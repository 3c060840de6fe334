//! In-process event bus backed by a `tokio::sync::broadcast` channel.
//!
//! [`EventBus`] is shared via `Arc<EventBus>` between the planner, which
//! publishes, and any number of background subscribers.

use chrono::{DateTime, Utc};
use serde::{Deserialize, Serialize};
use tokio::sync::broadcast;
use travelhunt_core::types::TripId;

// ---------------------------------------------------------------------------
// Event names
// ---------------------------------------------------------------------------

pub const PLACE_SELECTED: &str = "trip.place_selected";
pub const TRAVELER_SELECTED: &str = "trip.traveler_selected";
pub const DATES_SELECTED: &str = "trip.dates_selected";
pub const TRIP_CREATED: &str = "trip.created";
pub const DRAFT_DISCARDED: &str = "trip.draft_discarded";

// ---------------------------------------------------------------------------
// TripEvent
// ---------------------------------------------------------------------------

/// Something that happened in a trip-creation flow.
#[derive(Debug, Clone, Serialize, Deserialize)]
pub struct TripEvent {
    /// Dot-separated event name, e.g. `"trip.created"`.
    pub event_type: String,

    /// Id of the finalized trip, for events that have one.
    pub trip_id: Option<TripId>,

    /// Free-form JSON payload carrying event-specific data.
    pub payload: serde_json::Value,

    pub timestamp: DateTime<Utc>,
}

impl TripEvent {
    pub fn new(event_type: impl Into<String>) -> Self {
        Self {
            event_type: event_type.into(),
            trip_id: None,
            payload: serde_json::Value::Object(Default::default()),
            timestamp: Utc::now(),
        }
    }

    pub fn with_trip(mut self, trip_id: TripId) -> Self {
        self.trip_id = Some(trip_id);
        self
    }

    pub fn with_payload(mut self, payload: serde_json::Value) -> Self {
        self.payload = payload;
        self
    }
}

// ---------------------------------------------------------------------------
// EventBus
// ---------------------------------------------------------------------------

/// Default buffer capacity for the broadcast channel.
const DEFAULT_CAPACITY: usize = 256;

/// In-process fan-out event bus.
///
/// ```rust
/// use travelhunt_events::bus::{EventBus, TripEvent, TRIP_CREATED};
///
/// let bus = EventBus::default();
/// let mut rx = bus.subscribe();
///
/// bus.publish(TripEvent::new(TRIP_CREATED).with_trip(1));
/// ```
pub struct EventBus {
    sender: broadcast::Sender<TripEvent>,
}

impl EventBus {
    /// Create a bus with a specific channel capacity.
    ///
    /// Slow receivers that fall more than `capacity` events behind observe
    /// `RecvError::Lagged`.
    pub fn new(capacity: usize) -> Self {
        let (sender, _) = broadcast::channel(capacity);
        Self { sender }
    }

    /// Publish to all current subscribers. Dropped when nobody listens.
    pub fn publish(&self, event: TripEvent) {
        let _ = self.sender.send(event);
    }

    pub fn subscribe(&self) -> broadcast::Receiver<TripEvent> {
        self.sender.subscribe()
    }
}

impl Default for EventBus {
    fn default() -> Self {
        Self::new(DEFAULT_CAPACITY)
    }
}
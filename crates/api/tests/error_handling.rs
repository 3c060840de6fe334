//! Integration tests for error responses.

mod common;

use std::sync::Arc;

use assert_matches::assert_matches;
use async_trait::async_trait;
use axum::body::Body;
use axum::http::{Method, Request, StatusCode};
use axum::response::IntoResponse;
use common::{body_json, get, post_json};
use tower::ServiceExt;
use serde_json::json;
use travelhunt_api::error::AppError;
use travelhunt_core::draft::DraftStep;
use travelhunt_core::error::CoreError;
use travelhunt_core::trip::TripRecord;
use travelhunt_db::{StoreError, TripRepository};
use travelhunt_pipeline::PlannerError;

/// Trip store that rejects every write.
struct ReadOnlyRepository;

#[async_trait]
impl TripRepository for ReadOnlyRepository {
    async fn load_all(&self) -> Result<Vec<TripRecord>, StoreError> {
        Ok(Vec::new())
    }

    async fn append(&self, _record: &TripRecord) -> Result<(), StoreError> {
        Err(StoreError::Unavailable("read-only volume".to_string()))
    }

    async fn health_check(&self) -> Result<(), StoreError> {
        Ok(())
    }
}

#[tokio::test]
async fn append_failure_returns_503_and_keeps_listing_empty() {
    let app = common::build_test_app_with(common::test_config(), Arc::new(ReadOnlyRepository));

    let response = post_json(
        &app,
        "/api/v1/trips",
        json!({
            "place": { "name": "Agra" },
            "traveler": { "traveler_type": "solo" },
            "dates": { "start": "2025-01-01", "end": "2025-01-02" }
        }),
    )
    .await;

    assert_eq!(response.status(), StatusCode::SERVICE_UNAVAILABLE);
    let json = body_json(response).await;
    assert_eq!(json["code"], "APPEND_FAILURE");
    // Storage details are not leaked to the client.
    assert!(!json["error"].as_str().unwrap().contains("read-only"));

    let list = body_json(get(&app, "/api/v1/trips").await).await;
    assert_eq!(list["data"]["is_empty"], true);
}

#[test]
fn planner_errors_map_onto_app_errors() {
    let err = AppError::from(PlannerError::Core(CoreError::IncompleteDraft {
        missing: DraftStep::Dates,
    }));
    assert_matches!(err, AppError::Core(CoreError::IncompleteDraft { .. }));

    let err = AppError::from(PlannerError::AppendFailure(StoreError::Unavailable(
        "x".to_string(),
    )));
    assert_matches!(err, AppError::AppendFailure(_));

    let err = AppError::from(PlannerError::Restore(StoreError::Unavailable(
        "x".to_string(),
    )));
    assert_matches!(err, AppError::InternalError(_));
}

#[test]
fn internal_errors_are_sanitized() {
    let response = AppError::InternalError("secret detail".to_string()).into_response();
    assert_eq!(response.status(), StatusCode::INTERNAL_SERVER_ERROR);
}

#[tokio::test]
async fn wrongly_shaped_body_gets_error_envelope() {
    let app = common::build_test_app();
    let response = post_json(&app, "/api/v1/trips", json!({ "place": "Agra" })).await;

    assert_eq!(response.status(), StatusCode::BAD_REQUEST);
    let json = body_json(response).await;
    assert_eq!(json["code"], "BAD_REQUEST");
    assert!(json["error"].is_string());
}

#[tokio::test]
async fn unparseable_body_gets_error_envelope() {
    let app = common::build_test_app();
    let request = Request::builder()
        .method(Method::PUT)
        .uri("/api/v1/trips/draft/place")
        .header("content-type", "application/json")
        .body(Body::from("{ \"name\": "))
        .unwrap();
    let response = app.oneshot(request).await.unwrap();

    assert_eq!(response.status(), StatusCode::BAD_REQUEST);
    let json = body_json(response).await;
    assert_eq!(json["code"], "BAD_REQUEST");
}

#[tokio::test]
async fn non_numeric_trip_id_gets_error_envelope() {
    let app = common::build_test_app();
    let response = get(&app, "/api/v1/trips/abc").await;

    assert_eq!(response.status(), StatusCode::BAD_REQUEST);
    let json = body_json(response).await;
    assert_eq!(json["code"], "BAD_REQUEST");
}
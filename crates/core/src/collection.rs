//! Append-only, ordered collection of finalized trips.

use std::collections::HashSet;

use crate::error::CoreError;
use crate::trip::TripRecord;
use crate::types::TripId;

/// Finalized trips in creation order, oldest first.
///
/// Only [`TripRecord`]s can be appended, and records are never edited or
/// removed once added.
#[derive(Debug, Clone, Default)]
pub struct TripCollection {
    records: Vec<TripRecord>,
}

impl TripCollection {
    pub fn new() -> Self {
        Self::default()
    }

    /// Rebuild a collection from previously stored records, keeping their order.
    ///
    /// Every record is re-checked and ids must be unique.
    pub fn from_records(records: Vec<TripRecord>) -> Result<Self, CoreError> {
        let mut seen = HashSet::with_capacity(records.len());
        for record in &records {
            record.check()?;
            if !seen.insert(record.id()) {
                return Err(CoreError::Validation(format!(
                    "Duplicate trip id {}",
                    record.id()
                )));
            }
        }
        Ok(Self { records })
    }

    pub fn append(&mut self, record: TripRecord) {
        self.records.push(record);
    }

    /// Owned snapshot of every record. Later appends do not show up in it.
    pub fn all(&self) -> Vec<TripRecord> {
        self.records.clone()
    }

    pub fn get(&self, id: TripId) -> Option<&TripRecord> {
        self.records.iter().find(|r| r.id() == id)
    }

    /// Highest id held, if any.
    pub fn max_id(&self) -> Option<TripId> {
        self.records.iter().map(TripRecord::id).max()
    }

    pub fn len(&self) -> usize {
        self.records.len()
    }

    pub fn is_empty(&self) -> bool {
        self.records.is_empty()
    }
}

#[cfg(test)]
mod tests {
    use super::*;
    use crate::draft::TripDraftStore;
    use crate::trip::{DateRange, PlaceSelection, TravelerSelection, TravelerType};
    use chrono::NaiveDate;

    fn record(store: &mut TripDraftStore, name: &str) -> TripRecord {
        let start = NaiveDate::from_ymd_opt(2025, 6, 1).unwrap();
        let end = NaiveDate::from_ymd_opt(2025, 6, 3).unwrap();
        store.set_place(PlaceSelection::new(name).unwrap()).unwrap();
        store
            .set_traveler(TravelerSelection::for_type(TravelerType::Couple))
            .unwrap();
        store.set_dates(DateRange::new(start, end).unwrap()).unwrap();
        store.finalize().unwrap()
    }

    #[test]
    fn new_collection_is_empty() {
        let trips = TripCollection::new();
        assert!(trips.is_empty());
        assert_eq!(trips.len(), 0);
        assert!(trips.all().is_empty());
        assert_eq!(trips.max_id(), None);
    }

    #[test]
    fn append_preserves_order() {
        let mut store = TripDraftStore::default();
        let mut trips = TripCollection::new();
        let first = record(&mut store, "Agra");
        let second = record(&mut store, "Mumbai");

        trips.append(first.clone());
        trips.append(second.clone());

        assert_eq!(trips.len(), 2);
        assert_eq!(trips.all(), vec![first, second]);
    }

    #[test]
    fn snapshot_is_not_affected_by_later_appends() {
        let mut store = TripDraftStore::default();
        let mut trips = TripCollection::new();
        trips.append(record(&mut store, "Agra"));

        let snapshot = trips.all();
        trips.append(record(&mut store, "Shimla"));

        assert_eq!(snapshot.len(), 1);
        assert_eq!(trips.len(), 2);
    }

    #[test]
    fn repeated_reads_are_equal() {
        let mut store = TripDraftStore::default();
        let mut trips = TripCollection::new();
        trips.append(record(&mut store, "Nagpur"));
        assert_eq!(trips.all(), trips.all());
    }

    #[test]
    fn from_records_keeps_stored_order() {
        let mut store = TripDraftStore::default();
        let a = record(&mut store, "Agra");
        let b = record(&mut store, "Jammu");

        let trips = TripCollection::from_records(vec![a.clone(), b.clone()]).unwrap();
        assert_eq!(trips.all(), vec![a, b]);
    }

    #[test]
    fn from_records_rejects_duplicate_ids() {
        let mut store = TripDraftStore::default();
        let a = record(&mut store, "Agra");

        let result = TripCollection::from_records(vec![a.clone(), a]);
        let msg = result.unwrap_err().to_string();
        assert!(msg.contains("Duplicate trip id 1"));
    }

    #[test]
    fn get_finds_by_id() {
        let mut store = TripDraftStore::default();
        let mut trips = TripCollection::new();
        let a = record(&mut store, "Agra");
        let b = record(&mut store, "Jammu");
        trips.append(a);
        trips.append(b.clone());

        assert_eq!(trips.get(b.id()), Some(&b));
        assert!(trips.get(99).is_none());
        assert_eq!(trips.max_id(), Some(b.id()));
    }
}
☆ ☆ ☆ ☆
Copy range, inclusive: the line holding "let mut seen" to the line holding "assert!(trips.all().is_empty());". Reproduce exactly those lines of the records above and no others.

Result below:
        let mut seen = HashSet::with_capacity(records.len());
        for record in &records {
            record.check()?;
            if !seen.insert(record.id()) {
                return Err(CoreError::Validation(format!(
                    "Duplicate trip id {}",
                    record.id()
                )));
            }
        }
        Ok(Self { records })
    }

    pub fn append(&mut self, record: TripRecord) {
        self.records.push(record);
    }

    /// Owned snapshot of every record. Later appends do not show up in it.
    pub fn all(&self) -> Vec<TripRecord> {
        self.records.clone()
    }

    pub fn get(&self, id: TripId) -> Option<&TripRecord> {
        self.records.iter().find(|r| r.id() == id)
    }

    /// Highest id held, if any.
    pub fn max_id(&self) -> Option<TripId> {
        self.records.iter().map(TripRecord::id).max()
    }

    pub fn len(&self) -> usize {
        self.records.len()
    }

    pub fn is_empty(&self) -> bool {
        self.records.is_empty()
    }
}

#[cfg(test)]
mod tests {
    use super::*;
    use crate::draft::TripDraftStore;
    use crate::trip::{DateRange, PlaceSelection, TravelerSelection, TravelerType};
    use chrono::NaiveDate;

    fn record(store: &mut TripDraftStore, name: &str) -> TripRecord {
        let start = NaiveDate::from_ymd_opt(2025, 6, 1).unwrap();
        let end = NaiveDate::from_ymd_opt(2025, 6, 3).unwrap();
        store.set_place(PlaceSelection::new(name).unwrap()).unwrap();
        store
            .set_traveler(TravelerSelection::for_type(TravelerType::Couple))
            .unwrap();
        store.set_dates(DateRange::new(start, end).unwrap()).unwrap();
        store.finalize().unwrap()
    }

    #[test]
    fn new_collection_is_empty() {
        let trips = TripCollection::new();
        assert!(trips.is_empty());
        assert_eq!(trips.len(), 0);
        assert!(trips.all().is_empty());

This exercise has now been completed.